Stored data:
━━━━━━━━

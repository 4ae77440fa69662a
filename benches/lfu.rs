use criterion::{BatchSize, Criterion, Throughput, criterion_group, criterion_main};
use evictkit::policy::lfu::LfuCache;
use evictkit::traits::CacheStore;
use rand::rngs::StdRng;
use rand::{Rng, SeedableRng};

fn filled(capacity: u64) -> LfuCache<u64, u64> {
    let mut cache = LfuCache::new(capacity as usize);
    for i in 0..capacity {
        cache.put(i, i);
    }
    cache
}

fn bench_lfu_put_get(c: &mut Criterion) {
    let mut group = c.benchmark_group("lfu_policy");
    group.throughput(Throughput::Elements(1024 * 2));
    group.bench_function("put_get", |b| {
        b.iter_batched(
            || filled(1024),
            |mut cache| {
                for i in 0..1024u64 {
                    cache.put(std::hint::black_box(i + 10_000), i);
                    let _ = std::hint::black_box(cache.get(&std::hint::black_box(i)));
                }
            },
            BatchSize::SmallInput,
        )
    });
    group.finish();
}

fn bench_lfu_get_hotset(c: &mut Criterion) {
    let mut group = c.benchmark_group("lfu_policy");
    group.throughput(Throughput::Elements(4096));
    group.bench_function("get_hotset", |b| {
        b.iter_batched(
            || filled(4096),
            |mut cache| {
                for i in 0..4096u64 {
                    let _ = std::hint::black_box(cache.get(&std::hint::black_box(i)));
                }
            },
            BatchSize::SmallInput,
        )
    });
    group.finish();
}

// Skewed keys keep many distinct frequencies populated, so eviction has to
// walk the lazy minimum across buckets.
fn bench_lfu_skewed_workload(c: &mut Criterion) {
    let mut group = c.benchmark_group("lfu_workload");
    group.throughput(Throughput::Elements(8192));
    group.bench_function("skewed", |b| {
        b.iter_batched(
            || {
                let mut rng = StdRng::seed_from_u64(42);
                let keys: Vec<u64> = (0..8192)
                    .map(|_| {
                        let hot = rng.random_bool(0.8);
                        if hot { rng.random_range(0..256) } else { rng.random_range(0..65_536) }
                    })
                    .collect();
                (LfuCache::new(1024), keys)
            },
            |(mut cache, keys)| {
                for key in keys {
                    if cache.get(&key).is_none() {
                        cache.put(key, key);
                    }
                }
                std::hint::black_box(cache.hit_ratio())
            },
            BatchSize::SmallInput,
        )
    });
    group.finish();
}

criterion_group!(
    benches,
    bench_lfu_put_get,
    bench_lfu_get_hotset,
    bench_lfu_skewed_workload
);
criterion_main!(benches);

━━━━━━━━

About this exercise —
Go through the entries and report every line with the string "capacity".

Output below —
fn filled(capacity: u64) -> LfuCache<u64, u64> {
    let mut cache = LfuCache::new(capacity as usize);
    for i in 0..capacity {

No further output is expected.